Insufficient Brake Fluid Blamed for 4th of July Fatal Accident Involving Antique Fire Truck
The investigation into a fatal accident on the 4th of July has determined that insufficient brake fluid in the antique fire truck was at fault. The collision report and subsequent investigation report were released by the city today.
The report states that both vehicles, the 1930 McCann Fire Truck and the 1941 John Deere Farm Tractor are antiques and so are not required to pass yearly inspections. The sequence of events on that day contributed to the accident but, ultimately the brakes failed and that was the cause of the crash.

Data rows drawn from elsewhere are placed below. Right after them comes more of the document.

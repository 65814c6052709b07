use std::time::Duration;

use tunelane_protocol::{NavSignal, RenderCommand, StableId};

use super::{
    HEADER_GROUP, HeaderNav, NavContext, Route, Screen, ScreenOutcome, dispatch, hand_input,
    header_outcome, header_row, measured_viewport, move_group, node_target, remember,
    settle_on_non_empty,
};
use crate::button_row::{ButtonRow, RowEvent};
use crate::catalog::Catalog;
use crate::config::DesignTokens;
use crate::focus::FocusTarget;
use crate::group::{GroupFocusMemory, GroupNavigator};
use crate::layout::LayoutProbe;
use crate::memory::fields;
use crate::swimlane::{
    FixedLaneConfig, FixedSwimlane, IndexOwnership, LaneEvent, VariableLaneConfig,
    VariableSwimlane,
};
use crate::views::{
    CHIP_HEIGHT, HEADER_BUTTON_HEIGHT, HEADER_BUTTON_WIDTH, HEADER_Y, LaneFrame, RowFrame,
    UPPER_ROW_Y, render_button_row, render_fixed_lane, render_variable_lane,
};

const FILTERS: usize = 1;
const RESULTS: usize = 2;
const RESULTS_Y: f64 = UPPER_ROW_Y + CHIP_HEIGHT + 140.0;

/// What the results lane is showing.
#[derive(Debug, Clone, PartialEq, Eq)]
pub enum ResultsMode {
    /// Channels matching the filter (every channel for `None`).
    Filtered(Option<StableId>),
    /// Every filter as a card, after "More" was chosen.
    AllFilters,
}

/// Search/browse: header, a row of filter chips and a row of results.
///
/// The applied filter lives in screen memory; lane positions live in the
/// screen's group navigator.
pub struct SearchBrowseScreen {
    header: ButtonRow<HeaderNav>,
    filters: VariableSwimlane,
    results: FixedSwimlane,
    requested_filter: Option<StableId>,
    mode: ResultsMode,
}

impl SearchBrowseScreen {
    pub const NAME: &'static str = "search";

    pub fn new(catalog: &dyn Catalog, tokens: &DesignTokens, filter: Option<StableId>) -> Self {
        Self {
            header: header_row(),
            filters: VariableSwimlane::new(
                catalog.filters(),
                IndexOwnership::Autonomous,
                VariableLaneConfig::from_tokens(tokens),
            ),
            results: FixedSwimlane::new(
                Vec::new(),
                IndexOwnership::Autonomous,
                FixedLaneConfig::from_tokens(tokens),
            ),
            requested_filter: filter,
            mode: ResultsMode::Filtered(None),
        }
    }

    pub fn filters(&self) -> &VariableSwimlane {
        &self.filters
    }

    pub fn results(&self) -> &FixedSwimlane {
        &self.results
    }

    pub fn mode(&self) -> &ResultsMode {
        &self.mode
    }

    /// Currently applied filter.
    pub fn active_filter(&self) -> Option<&StableId> {
        match &self.mode {
            ResultsMode::Filtered(filter) => filter.as_ref(),
            ResultsMode::AllFilters => None,
        }
    }

    fn is_group_empty(&self, group: usize) -> bool {
        match group {
            FILTERS => self.filters.navigable_count() == 0,
            RESULTS => self.results.is_empty(),
            _ => false,
        }
    }

    /// Apply `filter`, refill the results and remember the choice. Unknown
    /// filter ids apply no filter.
    fn apply_filter(&mut self, filter: Option<StableId>, ctx: &mut NavContext<'_>) {
        let active = filter.as_deref().and_then(|id| self.filters.index_of(id));
        let filter = active.and(filter);
        tracing::debug!(filter = ?filter, "applying filter");
        self.filters.set_active_index(active);
        self.results.replace_items(ctx.catalog.results(filter.as_ref()));
        ctx.groups
            .set_group_focus_memory(RESULTS, GroupFocusMemory::default());
        remember(ctx.memory, Self::NAME, fields::ACTIVE_FILTER_ID, &filter);
        self.mode = ResultsMode::Filtered(filter);
    }

    fn show_all_filters(&mut self, ctx: &mut NavContext<'_>) {
        self.results.replace_items(ctx.catalog.filters());
        ctx.groups
            .set_group_focus_memory(RESULTS, GroupFocusMemory::default());
        self.mode = ResultsMode::AllFilters;
    }

    fn remember_lane(&self, group: usize, ctx: &mut NavContext<'_>) {
        let memory = match group {
            FILTERS => GroupFocusMemory {
                focused_index: self.filters.focused_index(),
                offset_px: self.filters.target_offset(),
            },
            RESULTS => GroupFocusMemory {
                focused_index: self.results.focused_index(),
                offset_px: self.results.target_offset(),
            },
            _ => return,
        };
        ctx.groups.set_group_focus_memory(group, memory);
    }

    fn on_lane_event(
        &mut self,
        group: usize,
        event: LaneEvent,
        ctx: &mut NavContext<'_>,
    ) -> ScreenOutcome {
        match (group, event) {
            (_, LaneEvent::FocusChanged(_) | LaneEvent::FocusRequested(_)) => {
                self.remember_lane(group, ctx);
                ScreenOutcome::Handled
            }
            (FILTERS, LaneEvent::Selected { id, .. }) => {
                self.apply_filter(Some(id), ctx);
                ScreenOutcome::Handled
            }
            (FILTERS, LaneEvent::MoreRequested) => {
                self.show_all_filters(ctx);
                ScreenOutcome::Handled
            }
            (_, LaneEvent::Selected { id, .. }) => match self.mode {
                ResultsMode::AllFilters => {
                    self.apply_filter(Some(id), ctx);
                    ScreenOutcome::Handled
                }
                ResultsMode::Filtered(_) => {
                    ScreenOutcome::Navigate(Route::ChannelInfo { channel: id })
                }
            },
            _ => ScreenOutcome::Handled,
        }
    }
}

impl Screen for SearchBrowseScreen {
    fn name(&self) -> &str {
        Self::NAME
    }

    fn route(&self) -> Route {
        Route::SearchBrowse {
            filter: self.active_filter().cloned(),
        }
    }

    fn group_count(&self) -> usize {
        3
    }

    fn enter(&mut self, ctx: &mut NavContext<'_>) {
        let first_visit = !ctx.memory.has_record(Self::NAME);
        let remembered: Option<StableId> = ctx
            .memory
            .get::<Option<StableId>>(Self::NAME, fields::ACTIVE_FILTER_ID)
            .flatten();
        let filter = self.requested_filter.clone().or_else(|| remembered.clone());
        let results_memory = ctx.groups.group_focus_memory(RESULTS);

        self.apply_filter(filter, ctx);
        if self.active_filter() == remembered.as_ref() {
            self.results
                .restore(results_memory.focused_index, Some(results_memory.offset_px));
            ctx.groups.set_group_focus_memory(RESULTS, results_memory);
        } else {
            self.results.restore(0, None);
        }

        let requested_applied = self.requested_filter.is_some()
            && self.active_filter() == self.requested_filter.as_ref();
        let filter_focus = if first_visit || requested_applied {
            self.filters.active_index().unwrap_or(0)
        } else {
            ctx.groups.group_focus_memory(FILTERS).focused_index
        };
        self.filters.restore(filter_focus);

        if first_visit {
            ctx.groups.set_active(FILTERS);
        }
        settle_on_non_empty(ctx.groups, |g| self.is_group_empty(g));
        self.sync_input_focus(ctx.groups);
        tracing::info!(
            screen = Self::NAME,
            group = ctx.groups.active(),
            filter = ?self.active_filter(),
            "entered screen"
        );
    }

    fn exit(&mut self, ctx: &mut NavContext<'_>) {
        self.remember_lane(FILTERS, ctx);
        self.remember_lane(RESULTS, ctx);
        self.header.set_input_focus(false);
        self.filters.set_input_focus(false);
        self.results.set_input_focus(false);
        tracing::info!(screen = Self::NAME, "left screen");
    }

    fn handle(&mut self, signal: NavSignal, ctx: &mut NavContext<'_>) -> ScreenOutcome {
        if let Some(direction) = signal.vertical() {
            if move_group(ctx.groups, direction, |g| self.is_group_empty(g)).is_none() {
                return ScreenOutcome::Ignored;
            }
            self.sync_input_focus(ctx.groups);
            return ScreenOutcome::Handled;
        }

        if signal == NavSignal::Back {
            return ScreenOutcome::Back;
        }

        let group = ctx.groups.active();
        let event = match group {
            HEADER_GROUP => {
                return match dispatch(&mut self.header, signal) {
                    Some(RowEvent::FocusChanged(_)) => ScreenOutcome::Handled,
                    Some(RowEvent::Pressed(nav)) => header_outcome(nav, Some(HeaderNav::Search)),
                    None => ScreenOutcome::Ignored,
                };
            }
            FILTERS => dispatch(&mut self.filters, signal),
            RESULTS => dispatch(&mut self.results, signal),
            _ => None,
        };
        match event {
            Some(event) => self.on_lane_event(group, event, ctx),
            None => ScreenOutcome::Ignored,
        }
    }

    fn sync_input_focus(&mut self, groups: &GroupNavigator) {
        let active = groups.active();
        hand_input(&mut self.header, HEADER_GROUP, active);
        hand_input(&mut self.filters, FILTERS, active);
        hand_input(&mut self.results, RESULTS, active);
    }

    fn focus_target(&self, groups: &GroupNavigator) -> Option<FocusTarget> {
        let group = groups.active();
        match group {
            HEADER_GROUP => Some(node_target(Self::NAME, group, &self.header)),
            FILTERS => Some(node_target(Self::NAME, group, &self.filters)),
            RESULTS => Some(node_target(Self::NAME, group, &self.results)),
            _ => None,
        }
    }

    fn report_layout(&mut self, probe: &dyn LayoutProbe, tokens: &DesignTokens) {
        if let Some(viewport) = measured_viewport(probe, FILTERS, tokens) {
            self.filters.set_viewport(viewport);
        }
        let widths: Vec<(StableId, f64)> = self
            .filters
            .items()
            .iter()
            .filter_map(|item| Some((item.id.clone(), probe.item_width(FILTERS, item)?)))
            .collect();
        for (id, width) in &widths {
            self.filters.measure_item(id, *width);
        }
        if let Some(width) = probe.more_width(FILTERS) {
            self.filters.measure_more(width);
        }
        if let Some(viewport) = measured_viewport(probe, RESULTS, tokens) {
            self.results.set_viewport(viewport);
        }
    }

    fn tick(&mut self, dt: Duration) {
        self.filters.tick(dt);
        self.results.tick(dt);
    }

    fn render(&self, groups: &GroupNavigator, tokens: &DesignTokens) -> Vec<RenderCommand> {
        let _span = tracing::debug_span!("render_screen", screen = Self::NAME).entered();
        let active = groups.active();
        let mut commands = render_button_row(
            &RowFrame {
                id: "search/header".into(),
                x: tokens.side_padding,
                y: HEADER_Y,
                button_width: HEADER_BUTTON_WIDTH,
                button_height: HEADER_BUTTON_HEIGHT,
                gap: tokens.fixed_gap,
                focused: active == HEADER_GROUP,
            },
            &self.header,
        );
        commands.extend(render_variable_lane(
            &LaneFrame {
                id: "search/filters".into(),
                label: Some("Filters".into()),
                y: UPPER_ROW_Y,
                height: CHIP_HEIGHT,
                focused: active == FILTERS,
            },
            &self.filters,
        ));
        let results_label = match &self.mode {
            ResultsMode::AllFilters => "All genres".to_owned(),
            ResultsMode::Filtered(None) => "All channels".to_owned(),
            ResultsMode::Filtered(Some(_)) => self
                .filters
                .active_index()
                .and_then(|i| self.filters.items().get(i))
                .map_or_else(|| "Results".to_owned(), |f| format!("{} channels", f.title)),
        };
        commands.extend(render_fixed_lane(
            &LaneFrame {
                id: "search/results".into(),
                label: Some(results_label),
                y: RESULTS_Y,
                height: tokens.card_height,
                focused: active == RESULTS,
            },
            &self.results,
        ));
        commands
    }
}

The parade route was changed that day due to a standoff with police when an armed man was firing out the window of his Park Street apartment. Because of the danger to spectators, the parade route was shifted to turn off Main Street in Bangor and onto Water Street. This meant a steeper grade than parade participants usually had to deal with.

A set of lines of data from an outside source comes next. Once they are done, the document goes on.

use std::time::Duration;

use tunelane_protocol::{FocusableItem, Horizontal, LayoutItem, Viewport};

use super::{IndexOwnership, LaneEvent, step};
use crate::animation::Tween;
use crate::config::DesignTokens;
use crate::focus::FocusNode;
use crate::offset;

#[derive(Debug, Clone, Copy, PartialEq)]
pub struct FixedLaneConfig {
    pub card_width: f64,
    pub gap: f64,
    pub viewport: Viewport,
    pub scroll_duration: Duration,
}

impl FixedLaneConfig {
    pub fn from_tokens(tokens: &DesignTokens) -> Self {
        Self {
            card_width: tokens.card_width,
            gap: tokens.fixed_gap,
            viewport: tokens.lane_viewport(),
            scroll_duration: tokens.scroll_duration(),
        }
    }
}

impl Default for FixedLaneConfig {
    fn default() -> Self {
        Self::from_tokens(&DesignTokens::default())
    }
}

/// A lane of equal-width cards.
#[derive(Debug, Clone)]
pub struct FixedSwimlane {
    items: Vec<FocusableItem>,
    ownership: IndexOwnership,
    focused_index: usize,
    has_input: bool,
    config: FixedLaneConfig,
    offset: Tween,
}

impl FixedSwimlane {
    pub fn new(
        items: Vec<FocusableItem>,
        ownership: IndexOwnership,
        config: FixedLaneConfig,
    ) -> Self {
        Self {
            items,
            ownership,
            focused_index: 0,
            has_input: false,
            config,
            offset: Tween::settled(0.0),
        }
    }

    pub fn items(&self) -> &[FocusableItem] {
        &self.items
    }

    pub fn ownership(&self) -> IndexOwnership {
        self.ownership
    }

    pub fn focused_index(&self) -> usize {
        self.focused_index
    }

    pub fn len(&self) -> usize {
        self.items.len()
    }

    pub fn is_empty(&self) -> bool {
        self.items.is_empty()
    }

    pub fn focused_item(&self) -> Option<&FocusableItem> {
        self.items.get(self.focused_index)
    }

    pub fn has_input_focus(&self) -> bool {
        self.has_input
    }

    pub fn config(&self) -> &FixedLaneConfig {
        &self.config
    }

    /// Offset currently drawn (mid-animation values included).
    pub fn offset(&self) -> f64 {
        self.offset.value()
    }

    /// Offset the lane is settling on.
    pub fn target_offset(&self) -> f64 {
        self.offset.target()
    }

    pub fn layout(&self) -> Vec<LayoutItem> {
        offset::fixed_layout(self.items.len(), self.config.card_width, self.config.gap)
    }

    pub fn index_of(&self, id: &str) -> Option<usize> {
        self.items.iter().position(|item| item.id == id)
    }

    fn offset_for(&self, index: usize) -> f64 {
        offset::fixed_offset(
            index,
            self.items.len(),
            self.config.card_width,
            self.config.gap,
            &self.config.viewport,
        )
    }

    fn scroll_to_focus(&mut self) {
        let target = self.offset_for(self.focused_index);
        self.offset.retarget(target, self.config.scroll_duration);
    }

    fn clamp(&self, index: usize) -> usize {
        index.min(self.items.len().saturating_sub(1))
    }

    /// Move one card left or right. Moves past either end are absorbed.
    pub fn move_focus(&mut self, direction: Horizontal) -> Option<LaneEvent> {
        if self.items.is_empty() {
            return None;
        }
        let next = step(self.focused_index, self.items.len(), direction);
        if next == self.focused_index {
            return None;
        }
        match self.ownership {
            IndexOwnership::Autonomous => {
                self.focused_index = next;
                self.scroll_to_focus();
                Some(LaneEvent::FocusChanged(next))
            }
            IndexOwnership::Delegated => Some(LaneEvent::FocusRequested(next)),
        }
    }

    /// Push a focus index from outside (the parent of a delegated lane, or a
    /// screen jumping programmatically). Animates towards it.
    pub fn set_focused_index(&mut self, index: usize) {
        let index = self.clamp(index);
        if index != self.focused_index {
            self.focused_index = index;
            self.scroll_to_focus();
        }
    }

    /// Restore a remembered position without animating. A remembered offset
    /// is reused only if it still shows the focused card in full.
    pub fn restore(&mut self, index: usize, remembered_offset: Option<f64>) {
        self.focused_index = self.clamp(index);
        let layout = self.layout();
        let max = offset::max_offset(&layout, &self.config.viewport);
        let offset = remembered_offset
            .filter(|o| (0.0..=max).contains(o))
            .filter(|o| {
                offset::is_fully_visible(self.focused_index, &layout, &self.config.viewport, *o)
            })
            .unwrap_or_else(|| self.offset_for(self.focused_index));
        self.offset.jump(offset);
    }

    pub fn activate(&self) -> Option<LaneEvent> {
        self.items.get(self.focused_index).map(|item| LaneEvent::Selected {
            index: self.focused_index,
            id: item.id.clone(),
        })
    }

    pub fn set_input_focus(&mut self, focused: bool) {
        self.has_input = focused;
    }

    /// Swap in a new list. A list with different identities starts over at
    /// the first card; a delegated lane asks its parent to do so.
    pub fn replace_items(&mut self, items: Vec<FocusableItem>) -> Option<LaneEvent> {
        let same = self.items.len() == items.len()
            && self.items.iter().zip(&items).all(|(a, b)| a.id == b.id);
        self.items = items;
        if same {
            return None;
        }
        match self.ownership {
            IndexOwnership::Autonomous => {
                self.focused_index = 0;
                self.offset.jump(0.0);
                Some(LaneEvent::FocusChanged(0))
            }
            IndexOwnership::Delegated => {
                self.focused_index = self.clamp(self.focused_index);
                self.offset.jump(self.offset_for(self.focused_index));
                Some(LaneEvent::FocusRequested(0))
            }
        }
    }

    /// New container measurement. Layout changes snap rather than animate.
    pub fn set_viewport(&mut self, viewport: Viewport) {
        if viewport != self.config.viewport {
            self.config.viewport = viewport;
            self.offset.jump(self.offset_for(self.focused_index));
        }
    }

    pub fn tick(&mut self, dt: Duration) {
        self.offset.tick(dt);
    }
}

impl FocusNode for FixedSwimlane {
    type Event = LaneEvent;

    fn on_directional(&mut self, direction: Horizontal) -> Option<LaneEvent> {
        self.move_focus(direction)
    }

    fn on_activate(&mut self) -> Option<LaneEvent> {
        self.activate()
    }

    fn on_input_focus(&mut self, focused: bool) {
        self.set_input_focus(focused);
    }

    fn focused_index(&self) -> usize {
        self.focused_index
    }

    fn len(&self) -> usize {
        self.items.len()
    }
}

#[cfg(test)]
mod tests {
    use super::*;

    fn cards(n: usize) -> Vec<FocusableItem> {
        (0..n)
            .map(|i| FocusableItem::new(format!("card-{i}"), format!("Card {i}")))
            .collect()
    }

    fn config() -> FixedLaneConfig {
        FixedLaneConfig {
            viewport: Viewport::padded(1920.0, 100.0),
            scroll_duration: Duration::ZERO,
            ..FixedLaneConfig::default()
        }
    }

    fn lane(n: usize) -> FixedSwimlane {
        FixedSwimlane::new(cards(n), IndexOwnership::Autonomous, config())
    }

    #[test]
    fn left_at_start_is_absorbed() {
        let mut lane = lane(5);
        assert_eq!(lane.move_focus(Horizontal::Left), None);
        assert_eq!(lane.focused_index(), 0);
    }

    #[test]
    fn right_past_end_is_absorbed() {
        let mut lane = lane(3);
        for _ in 0..10 {
            lane.move_focus(Horizontal::Right);
        }
        assert_eq!(lane.focused_index(), 2);
        assert_eq!(lane.move_focus(Horizontal::Right), None);
    }

    #[test]
    fn autonomous_move_scrolls_and_reports() {
        let mut lane = lane(15);
        for _ in 0..14 {
            lane.move_focus(Horizontal::Right);
        }
        assert_eq!(lane.focused_index(), 14);
        assert_eq!(lane.offset(), 3140.0);
        assert_eq!(
            lane.move_focus(Horizontal::Left),
            Some(LaneEvent::FocusChanged(13))
        );
    }

    #[test]
    fn delegated_move_only_requests() {
        let mut lane = FixedSwimlane::new(cards(5), IndexOwnership::Delegated, config());
        assert_eq!(
            lane.move_focus(Horizontal::Right),
            Some(LaneEvent::FocusRequested(1))
        );
        assert_eq!(lane.focused_index(), 0);
        lane.set_focused_index(1);
        assert_eq!(lane.focused_index(), 1);
    }

    #[test]
    fn activate_reports_item_and_index() {
        let mut lane = lane(3);
        lane.move_focus(Horizontal::Right);
        assert_eq!(
            lane.activate(),
            Some(LaneEvent::Selected {
                index: 1,
                id: "card-1".into()
            })
        );
    }

    #[test]
    fn activate_on_empty_is_noop() {
        let mut lane = lane(0);
        assert_eq!(lane.activate(), None);
        assert_eq!(lane.move_focus(Horizontal::Right), None);
    }

    #[test]
    fn focus_node_drives_the_lane() {
        let mut lane = lane(3);
        FocusNode::on_input_focus(&mut lane, true);
        assert!(lane.has_input_focus());
        assert_eq!(
            lane.on_directional(Horizontal::Right),
            Some(LaneEvent::FocusChanged(1))
        );
        assert_eq!(
            lane.on_activate(),
            Some(LaneEvent::Selected {
                index: 1,
                id: "card-1".into()
            })
        );
        assert_eq!(FocusNode::len(&lane), 3);
        FocusNode::on_input_focus(&mut lane, false);
        assert!(!lane.has_input_focus());
    }

    #[test]
    fn new_list_resets_autonomous_focus() {
        let mut lane = lane(10);
        for _ in 0..6 {
            lane.move_focus(Horizontal::Right);
        }
        assert_eq!(lane.replace_items(cards(10)), None);
        assert_eq!(lane.focused_index(), 6);

        let other: Vec<_> = (0..4)
            .map(|i| FocusableItem::new(format!("other-{i}"), "x"))
            .collect();
        assert_eq!(lane.replace_items(other), Some(LaneEvent::FocusChanged(0)));
        assert_eq!(lane.focused_index(), 0);
        assert_eq!(lane.offset(), 0.0);
    }

    #[test]
    fn new_list_in_delegated_lane_asks_parent() {
        let mut lane = FixedSwimlane::new(cards(10), IndexOwnership::Delegated, config());
        lane.set_focused_index(7);
        let event = lane.replace_items(cards(3));
        assert_eq!(event, Some(LaneEvent::FocusRequested(0)));
        assert_eq!(lane.focused_index(), 2);
    }

    #[test]
    fn restore_keeps_visible_remembered_offset() {
        let mut lane = lane(15);
        // Card 5 at offset 1000: left edge 100 + 1620 − 1000 = 720.
        lane.restore(5, Some(1000.0));
        assert_eq!(lane.focused_index(), 5);
        assert_eq!(lane.offset(), 1000.0);
    }

    #[test]
    fn restore_discards_offset_that_hides_focus() {
        let mut lane = lane(15);
        lane.restore(5, Some(0.0));
        assert_eq!(lane.offset(), 5.0 * 324.0);
        lane.restore(5, Some(-20.0));
        assert_eq!(lane.offset(), 5.0 * 324.0);
    }

    #[test]
    fn restore_clamps_stale_index() {
        let mut lane = lane(4);
        lane.restore(40, None);
        assert_eq!(lane.focused_index(), 3);
    }

    #[test]
    fn viewport_change_snaps_offset() {
        let mut lane = lane(15);
        lane.restore(14, None);
        lane.set_viewport(Viewport::padded(1280.0, 100.0));
        assert_eq!(lane.offset(), 4860.0 - 1280.0 + 200.0);
    }

    #[test]
    fn scroll_animates_over_duration() {
        let mut lane = FixedSwimlane::new(
            cards(15),
            IndexOwnership::Autonomous,
            FixedLaneConfig {
                scroll_duration: Duration::from_millis(200),
                ..config()
            },
        );
        lane.move_focus(Horizontal::Right);
        lane.move_focus(Horizontal::Right);
        assert_eq!(lane.target_offset(), 648.0);
        assert!(lane.offset() < 648.0);
        lane.tick(Duration::from_millis(200));
        assert_eq!(lane.offset(), 648.0);
    }
}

When Wallace Fenlason turned his antique tractor onto Water Street, investigators say he stopped because the units in front of him had stopped. Off-duty firefighter Patrick Heathcote attempted to stop the fire truck, but the brakes failed. The truck struck the rear of the tractor and caused it to fall over.
Fenlason was ejected from the tractor and was killed instantly when the firetruck ran over him. Investigators say they could see an imprint of the brake pedal in the floorboard where Heathcote had applied as much pressure as he could to try and stop the fire truck. Both vehicles were reportedly traveling at just under 2 miles per hour, at the same rate as the other parade participants.
The report lists the cause of the accident as brake failure on the antique firetruck. They found that, unless he was solely responsible for the upkeep and maintenance of the fire truck, he could not have prevented the accident.